Jim Wendler, a powerlifter who has squatted over 1,000 pounds, said something recently that should be your greatest guide if you want success: “motivation is for newbies, grinding is for veterans”. Everyone is motivated with a new pursuit. It’s new, it’s exciting and you’re on the path of changing your life and learning something different. Then after a few weeks, it becomes less fun, it loses it’s excitement and you start to notice it isn’t easy and it’s going to take practice. Most people will then mistake this for not enjoying it anymore. They “lose their motivation” and stop doing it.
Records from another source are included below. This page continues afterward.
// SPDX-FileCopyrightText: 2025 Jason Pena <jasonpena@awkless.com>
// SPDX-License-Identifier: MIT

//! Configuration layout.
//!
//! Specify the layout of the user's configuration file to simplify the
//! process of serialization and deserialization. File I/O is left to the
//! caller to figure out.
//!
//! # General Layout
//!
//! ```toml
//! [ignore]
//! files = ["$HOME/.config/biome/extra-ignore"]
//! patterns = ["target/", "*.o"]
//!
//! [push]
//! pipe_capacity = 65536
//! ```
//!
//! Every section and field is optional.

use crate::pattern::{parse_files, parse_lines, Pattern, PatternError};

use serde::{Deserialize, Serialize};
use std::{
    fmt::{Display, Error as FmtError, Formatter, Result as FmtResult},
    path::PathBuf,
    str::FromStr,
};

/// Default number of archive bytes in flight during a push.
pub const DEFAULT_PIPE_CAPACITY: usize = 64 * 1024;

/// User settings.
#[derive(Default, Debug, PartialEq, Eq, Clone, Deserialize, Serialize)]
pub struct Settings {
    /// Extra ignore rules applied to every biome.
    #[serde(default)]
    pub ignore: IgnoreSettings,

    /// Tuning of pushes.
    #[serde(default)]
    pub push: PushSettings,
}

impl Settings {
    /// Gather global ignore rules.
    ///
    /// Rules of `files` come first, in the order they are listed, followed by
    /// the rules of `patterns`. Missing files are skipped.
    ///
    /// # Errors
    ///
    /// - Return [`PatternError`] if a listed file exists but cannot be read.
    pub fn ignore_patterns(&self) -> Result<Vec<Pattern>, PatternError> {
        let mut patterns = parse_files(&self.ignore.files)?;
        patterns.extend(parse_lines(self.ignore.patterns.join("\n").as_bytes()));
        Ok(patterns)
    }
}

impl FromStr for Settings {
    type Err = ConfigError;

    fn from_str(data: &str) -> Result<Self, Self::Err> {
        let mut settings: Settings = toml::de::from_str(data).map_err(ConfigError::Deserialize)?;

        // INVARIANT: Perform shell expansion on ignore file paths.
        settings.ignore.files = settings
            .ignore
            .files
            .iter()
            .map(|path| {
                shellexpand::full(path.to_string_lossy().as_ref())
                    .map(|path| PathBuf::from(path.into_owned()))
                    .map_err(ConfigError::ShellExpansion)
            })
            .collect::<Result<_>>()?;

        Ok(settings)
    }
}

impl Display for Settings {
    fn fmt(&self, fmt: &mut Formatter<'_>) -> FmtResult {
        fmt.write_str(
            toml::ser::to_string_pretty(self)
                .map_err(ConfigError::Serialize)?
                .as_str(),
        )
    }
}

/// Ignore rules applied before those of a tree's own ignore file.
#[derive(Default, Debug, PartialEq, Eq, Clone, Deserialize, Serialize)]
pub struct IgnoreSettings {
    /// Additional ignore files, shell expanded.
    #[serde(default)]
    pub files: Vec<PathBuf>,

    /// Inline ignore rules.
    #[serde(default)]
    pub patterns: Vec<String>,
}

/// Push tuning.
#[derive(Debug, PartialEq, Eq, Clone, Deserialize, Serialize)]
pub struct PushSettings {
    /// Number of archive bytes buffered between bundler and upload.
    #[serde(default = "default_pipe_capacity")]
    pub pipe_capacity: usize,
}

impl Default for PushSettings {
    fn default() -> Self {
        Self {
            pipe_capacity: DEFAULT_PIPE_CAPACITY,
        }
    }
}

fn default_pipe_capacity() -> usize {
    DEFAULT_PIPE_CAPACITY
}

/// Configuration error types.
#[derive(Clone, Debug, thiserror::Error)]
pub enum ConfigError {
    /// Failed to deserialize configuration.
    #[error(transparent)]
    Deserialize(#[from] toml::de::Error),

    /// Failed to serialize configuration.
    #[error(transparent)]
    Serialize(#[from] toml::ser::Error),

    /// Failed to perform shell expansion on configuration.
    #[error(transparent)]
    ShellExpansion(#[from] shellexpand::LookupError<std::env::VarError>),
}

impl From<ConfigError> for FmtError {
    fn from(_: ConfigError) -> Self {
        FmtError
    }
}

/// Friendly result alias :3
type Result<T, E = ConfigError> = std::result::Result<T, E>;
// SPDX-FileCopyrightText: 2025 Jason Pena <jasonpena@awkless.com>
// SPDX-License-Identifier: MIT

//! Biome path grammar.
//!
//! Paths inside a biome follow the conventions of the biome's operating
//! system, not the host's. All functions here are purely lexical and select
//! their dialect from a [`Descriptor`]: POSIX-style slash paths for Linux and
//! macOS biomes, and the [`windows`] grammar for Windows biomes.
//!
//! # See Also
//!
//! - [Lexical File Names in Plan 9](https://9p.io/sys/doc/lexnames.html)

pub mod windows;

use crate::biome::{Descriptor, Os};

/// Join any number of path elements into a single path.
///
/// The result is cleaned as if by [`clean`]. However, if `elems` is empty or
/// all of its elements are empty, then an empty string is returned.
pub fn join(desc: &Descriptor, elems: &[&str]) -> String {
    match desc.os {
        Os::Windows => windows::join(elems),
        _ => join_slash(elems),
    }
}

/// Check if path is absolute under biome's dialect.
pub fn is_abs(desc: &Descriptor, path: &str) -> bool {
    match desc.os {
        Os::Windows => windows::is_abs(path),
        _ => path.starts_with('/'),
    }
}

/// Shortest path equivalent to `path` by purely lexical processing.
///
/// An empty path cleans to `"."`.
pub fn clean(desc: &Descriptor, path: &str) -> String {
    if path.is_empty() {
        return ".".into();
    }

    join(desc, &[path])
}

/// Replace each forward slash in `path` with the biome's separator.
///
/// Multiple slashes are replaced by multiple separators.
pub fn from_slash(desc: &Descriptor, path: &str) -> String {
    match desc.os {
        Os::Windows => windows::from_slash(path),
        _ => path.into(),
    }
}

/// Absolute representation of `path` inside a biome.
///
/// Relative paths are joined onto `work_dir`. The result is always cleaned,
/// but is not guaranteed to be the unique name of the file it refers to.
pub fn abs_path(desc: &Descriptor, work_dir: &str, path: &str) -> String {
    if is_abs(desc, path) {
        return clean(desc, path);
    }

    join(desc, &[work_dir, path])
}

fn join_slash(elems: &[&str]) -> String {
    match elems.iter().position(|elem| !elem.is_empty()) {
        Some(start) => lexical_clean(&elems[start..].join("/"), |c| c == b'/', '/'),
        None => String::new(),
    }
}

/// Lexically clean a path that carries no volume name.
///
/// Applies the following rules until nothing changes:
///
/// 1. Replace runs of separators with one separator.
/// 2. Eliminate `.` elements.
/// 3. Eliminate `..` elements along with the non-`..` element preceding them.
/// 4. Eliminate `..` elements that begin a rooted path.
///
/// Every separator in the output is `sep`. Returns `"."` when nothing is left.
pub(crate) fn lexical_clean(path: &str, is_sep: impl Fn(u8) -> bool, sep: char) -> String {
    let bytes = path.as_bytes();
    let len = bytes.len();
    let rooted = len > 0 && is_sep(bytes[0]);
    let mut out = String::with_capacity(len);
    let mut read = 0;
    let mut dotdot = 0;

    if rooted {
        out.push(sep);
        read = 1;
        dotdot = 1;
    }

    while read < len {
        let at_end = |idx: usize| idx == len || is_sep(bytes[idx]);
        if is_sep(bytes[read]) {
            read += 1;
        } else if bytes[read] == b'.' && at_end(read + 1) {
            read += 1;
        } else if bytes[read] == b'.' && bytes[read + 1] == b'.' && at_end(read + 2) {
            read += 2;
            if out.len() > dotdot {
                // INVARIANT: Backtrack to the previous separator, but never past `dotdot`.
                let mut write = out.len() - 1;
                while write > dotdot && out.as_bytes()[write] != sep as u8 {
                    write -= 1;
                }
                out.truncate(write);
            } else if !rooted {
                if !out.is_empty() {
                    out.push(sep);
                }
                out.push_str("..");
                dotdot = out.len();
            }
        } else {
            if (rooted && out.len() != 1) || (!rooted && !out.is_empty()) {
                out.push(sep);
            }
            let start = read;
            while read < len && !is_sep(bytes[read]) {
                read += 1;
            }
            out.push_str(&path[start..read]);
        }
    }

    if out.is_empty() {
        out.push('.');
    }

    out
}

#[cfg(test)]
mod tests {
    use super::*;

    use simple_test_case::test_case;

    const LINUX: Descriptor = Descriptor { os: Os::Linux };
    const WINDOWS: Descriptor = Descriptor { os: Os::Windows };

    #[test_case(LINUX, &[], ""; "linux no elements")]
    #[test_case(LINUX, &["", ""], ""; "linux all empty")]
    #[test_case(LINUX, &["a", "b", "c"], "a/b/c"; "linux three elements")]
    #[test_case(LINUX, &["a", "b/c"], "a/b/c"; "linux nested element")]
    #[test_case(LINUX, &["a", ""], "a"; "linux trailing empty")]
    #[test_case(LINUX, &["", "a"], "a"; "linux leading empty")]
    #[test_case(WINDOWS, &["a", "b", "c"], r"a\b\c"; "windows three elements")]
    #[test_case(WINDOWS, &["a", r"b\c"], r"a\b\c"; "windows nested element")]
    #[test_case(WINDOWS, &["a", ""], "a"; "windows trailing empty")]
    #[test_case(WINDOWS, &["", "a"], "a"; "windows leading empty")]
    #[test_case(WINDOWS, &["a", "b/c"], r"a\b\c"; "windows slash element")]
    #[test]
    fn join_dialect(desc: Descriptor, elems: &[&str], expect: &str) {
        pretty_assertions::assert_eq!(join(&desc, elems), expect);
    }

    #[test_case(LINUX, "", "."; "linux empty")]
    #[test_case(LINUX, "a/c", "a/c"; "linux already clean")]
    #[test_case(LINUX, "a//c", "a/c"; "linux doubled slash")]
    #[test_case(LINUX, "a/c/.", "a/c"; "linux trailing dot")]
    #[test_case(LINUX, "a/c/b/..", "a/c"; "linux trailing dotdot")]
    #[test_case(LINUX, "/../a/c", "/a/c"; "linux dotdot above root")]
    #[test_case(LINUX, "/../a/b/../././/c", "/a/c"; "linux combination")]
    #[test_case(LINUX, "../../a", "../../a"; "linux leading dotdots")]
    #[test_case(WINDOWS, "", "."; "windows empty")]
    #[test_case(WINDOWS, r"a\\c", r"a\c"; "windows doubled separator")]
    #[test_case(WINDOWS, r"a\c\b\..", r"a\c"; "windows trailing dotdot")]
    #[test_case(WINDOWS, r"\..\a\b\..\.\.\\c", r"\a\c"; "windows combination")]
    #[test_case(WINDOWS, "/../a/b/../././/c", r"\a\c"; "windows slash combination")]
    #[test]
    fn clean_dialect(desc: Descriptor, path: &str, expect: &str) {
        pretty_assertions::assert_eq!(clean(&desc, path), expect);
    }

    #[test]
    fn join_differs_from_clean_on_empty() {
        pretty_assertions::assert_eq!(join(&LINUX, &[""]), "");
        pretty_assertions::assert_eq!(clean(&LINUX, ""), ".");
    }

    #[test_case(LINUX, "/home/user", true; "linux rooted")]
    #[test_case(LINUX, "home/user", false; "linux relative")]
    #[test_case(WINDOWS, r"C:\Users", true; "windows drive absolute")]
    #[test_case(WINDOWS, r"\Users", false; "windows rootless drive")]
    #[test]
    fn is_abs_dialect(desc: Descriptor, path: &str, expect: bool) {
        pretty_assertions::assert_eq!(is_abs(&desc, path), expect);
    }

    #[test]
    fn from_slash_dialect() {
        pretty_assertions::assert_eq!(from_slash(&LINUX, "a/b//c"), "a/b//c");
        pretty_assertions::assert_eq!(from_slash(&WINDOWS, "a/b//c"), r"a\b\\c");
    }

    #[test_case(LINUX, "/work", "src/main.rs", "/work/src/main.rs"; "linux relative joins work")]
    #[test_case(LINUX, "/work", "/etc/../tmp", "/tmp"; "linux absolute is cleaned")]
    #[test_case(WINDOWS, r"C:\work", "src/lib.rs", r"C:\work\src\lib.rs"; "windows relative joins work")]
    #[test_case(WINDOWS, r"C:\work", r"D:\tmp\.", r"D:\tmp"; "windows absolute is cleaned")]
    #[test]
    fn abs_path_in_work_dir(desc: Descriptor, work: &str, path: &str, expect: &str) {
        pretty_assertions::assert_eq!(abs_path(&desc, work, path), expect);
    }
}
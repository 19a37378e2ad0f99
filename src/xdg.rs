// SPDX-FileCopyrightText: 2025 Jason Pena <jasonpena@awkless.com>
// SPDX-License-Identifier: MIT

//! Path resolution utilities.
//!
//! Determine where biome keeps its configuration, its registry, and the
//! support directories of local biomes on the host.
//!
//! # See Also
//!
//! - [XDG Base Directory](https://wiki.archlinux.org/title/XDG_Base_Directory)

use std::{
    env,
    path::{Path, PathBuf},
};

const APP_DIR: &str = "biome";

/// Determine absolute path to user's home directory.
///
/// Does not check if the path returned actually exists.
///
/// # Errors
///
/// - Return [`NoWayHome`] if home directory path cannot be determined.
pub fn home_dir() -> Result<PathBuf> {
    dirs::home_dir().ok_or(NoWayHome)
}

/// Configuration directories in increasing order of precedence.
///
/// System directories come from `$XDG_CONFIG_DIRS`, defaulting to `/etc/xdg`,
/// and are listed with the most important one last. The user's configuration
/// directory always comes at the very end.
pub fn config_dirs() -> Vec<PathBuf> {
    let system = env::var_os("XDG_CONFIG_DIRS")
        .filter(|dirs| !dirs.is_empty())
        .unwrap_or_else(|| "/etc/xdg".into());

    let mut result = env::split_paths(&system)
        .filter(|dir| dir.is_absolute())
        .collect::<Vec<_>>();
    result.reverse();

    if let Some(user) = user_config_dir() {
        result.push(user);
    }

    result
}

/// Global ignore files in the order their rules apply.
///
/// Later files take precedence over earlier ones, so the user's file comes
/// last. Files are not checked for existence.
pub fn global_ignore_files() -> Vec<PathBuf> {
    config_dirs()
        .into_iter()
        .map(|dir| dir.join(APP_DIR).join("ignore"))
        .collect()
}

/// Determine absolute path to user's configuration file.
///
/// # Errors
///
/// - Return [`NoWayHome`] if configuration directory cannot be determined.
pub fn config_file() -> Result<PathBuf> {
    user_config_dir()
        .map(|dir| dir.join(APP_DIR).join("config.toml"))
        .ok_or(NoWayHome)
}

/// Determine default absolute path to state directory holding the registry.
///
/// Uses `$XDG_DATA_HOME/biome`.
///
/// # Errors
///
/// - Return [`NoWayHome`] if home directory path cannot be determined.
pub fn default_state_dir() -> Result<PathBuf> {
    dirs::data_dir()
        .map(|path| path.join(APP_DIR))
        .ok_or(NoWayHome)
}

/// Determine absolute path to support directory of a local biome.
///
/// Uses `$XDG_CACHE_HOME/biome/biomes/<id[..2]>/<id[2..]>` so that no single
/// directory collects every biome.
///
/// # Errors
///
/// - Return [`NoWayHome`] if home directory path cannot be determined.
pub fn support_dir(id: &str) -> Result<PathBuf> {
    let cache = dirs::cache_dir().ok_or(NoWayHome)?;
    Ok(shard(&cache.join(APP_DIR).join("biomes"), id))
}

fn shard(base: &Path, id: &str) -> PathBuf {
    match (id.get(..2), id.get(2..)) {
        (Some(head), Some(tail)) if !tail.is_empty() => base.join(head).join(tail),
        _ => base.join(id),
    }
}

fn user_config_dir() -> Option<PathBuf> {
    env::var_os("XDG_CONFIG_HOME")
        .map(PathBuf::from)
        .filter(|dir| dir.is_absolute())
        .or_else(dirs::config_dir)
}

/// No way to determine user's home directory.
///
/// # See Also
///
/// - [`dirs::home_dir`](https://docs.rs/dirs/latest/dirs/fn.home_dir.html)
#[derive(Clone, Debug, thiserror::Error)]
#[error("cannot determine absolute path to user's home directory")]
pub struct NoWayHome;

/// Friendly result alias :3
pub type Result<T, E = NoWayHome> = std::result::Result<T, E>;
If that’s you, this is the reason you aren’t good at anything.

Whatever you want to do, it is going to become less fun after the first few weeks. If you want to get really good at something, you’re going to have to stop searching for this bullshit thing called motivation, because all that is is an excuse. I had a colleague tell me recently that she just “couldn’t get motivated to go to the gym” – her gym happened to be a treadmill, rower and cross trainer in her own house. While my mind was busy trying to put itself back together after being blown apart, I managed to say to her “the next time you’re sitting on the couch and thinking that you aren’t motivated, say to yourself out loud ‘I just can’t get motivated enough to get up off the couch, go to the next room and jump on the treadmill’, with any luck you’ll be so ashamed of yourself you’ll just get up and do it”.

And therein lies the key – you just have to do it. Do you think I’m “motivated” to write all the time? Inspiration for good material doesn’t just come most of the time, I have to already be in the act of writing and then ideas start coming to me and it builds momentum. During my first couple of years in judo, I got pounded into the mat most nights of the week by people that competed internationally. It wasn’t fun, and it sure as hell wasn’t “motivating” because there wasn’t any end in sight. It was simply a matter of sticking to it and continually turning up, knowing that eventually I’d get better.

The other thing is, you need to make things conducive to you doing the activity once it starts losing its luster. I have more free time at night, but I never write anything new at that time because my brain doesn’t work. Instead I get into work an hour early in the morning to do it, because I can get more, better quality writing done in that hour than in twice the time at night. Likewise I don’t go home to change for the gym after work, because the temptation will be there to stay and play with my daughter, so I change at work and go straight there.